TRASPORTI. Aumento prezzi, Moretti (FS): “Si avrebbe servizio migliore”. Adoc: “Inaccettabile”

Fanno discutere le parole dell’amministratore delegato di Trenitalia Mauro Moretti, per il quale un aumento del 50% del prezzo dei biglietti dei treni permetterebbe al gruppo un servizio "migliore di quello tedesco". Più tardi, le Ferrovie hanno precisato che l’aumento di ricavi del 50% di cui si parla fa riferimento all’insieme delle entrate del gruppo, quindi anche da quanto versato dagli enti locali. In ogni caso, considerate le puntuali denunce delle associazioni dei consumatori sui ritardi, sui disagi e sui disservizi delle ferrovie italiane, non era difficile aspettarsi una reazione alle parole dell’ad.

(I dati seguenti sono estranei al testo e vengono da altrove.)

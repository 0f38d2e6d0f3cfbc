//! Unit tests for code import coordination.

mod workflow_tests;

use chrono::{DateTime, Local, TimeDelta, TimeZone, Utc};
use mockable::Clock;
use std::sync::Mutex;

/// Clock that only moves when a test advances it.
pub(super) struct ManualClock {
    now: Mutex<DateTime<Utc>>,
}

impl ManualClock {
    pub(super) fn new() -> Self {
        Self {
            now: Mutex::new(epoch()),
        }
    }

    pub(super) fn advance(&self, delta: TimeDelta) {
        let mut guard = self.now.lock().expect("clock lock should not be poisoned");
        *guard += delta;
    }
}

impl Clock for ManualClock {
    fn local(&self) -> DateTime<Local> {
        self.utc().with_timezone(&Local)
    }

    fn utc(&self) -> DateTime<Utc> {
        *self.now.lock().expect("clock lock should not be poisoned")
    }
}

pub(super) fn epoch() -> DateTime<Utc> {
    Utc.with_ymd_and_hms(2026, 1, 1, 12, 0, 0)
        .single()
        .expect("fixed timestamp should be valid")
}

L’Adoc considera quelle di Moretti una "provocazione inaccettabile". Commenta infatti il presidente Carlo Pileri: "E’ stupefacente e inaccettabile per Adoc la provocazione di Moretti di voler aumentare del 50% il prezzo dei biglietti dei treni".

Prosegue Pileri: "La rete ferroviaria è stata pagata dallo Stato e i treni sulla maggior parte delle tratte risalgono agli anni ’70. Solo l’alta velocità ha visto il rinnovo delle vetture che però come abbiamo più volte denunciato hanno carenza per i servizi igienici e sulla puntualità. Un treno su quattro non rispetta gli orari e questi sono dei disvalori, su cui non vuole neanche discuterne con le associazioni dei consumatori. In Francia il Parigi-Bordeaux (più o meno come Roma-Milano) costa in prima classe 110 euro, il Roma-Milano 114 e in seconda il treno francese costa 70 euro mentre l’italiano 89. Dove ha tratto i suoi dati Moretti non si sa, si sa che i francesi hanno treni puntuali, puliti e meno costosi degli italiani".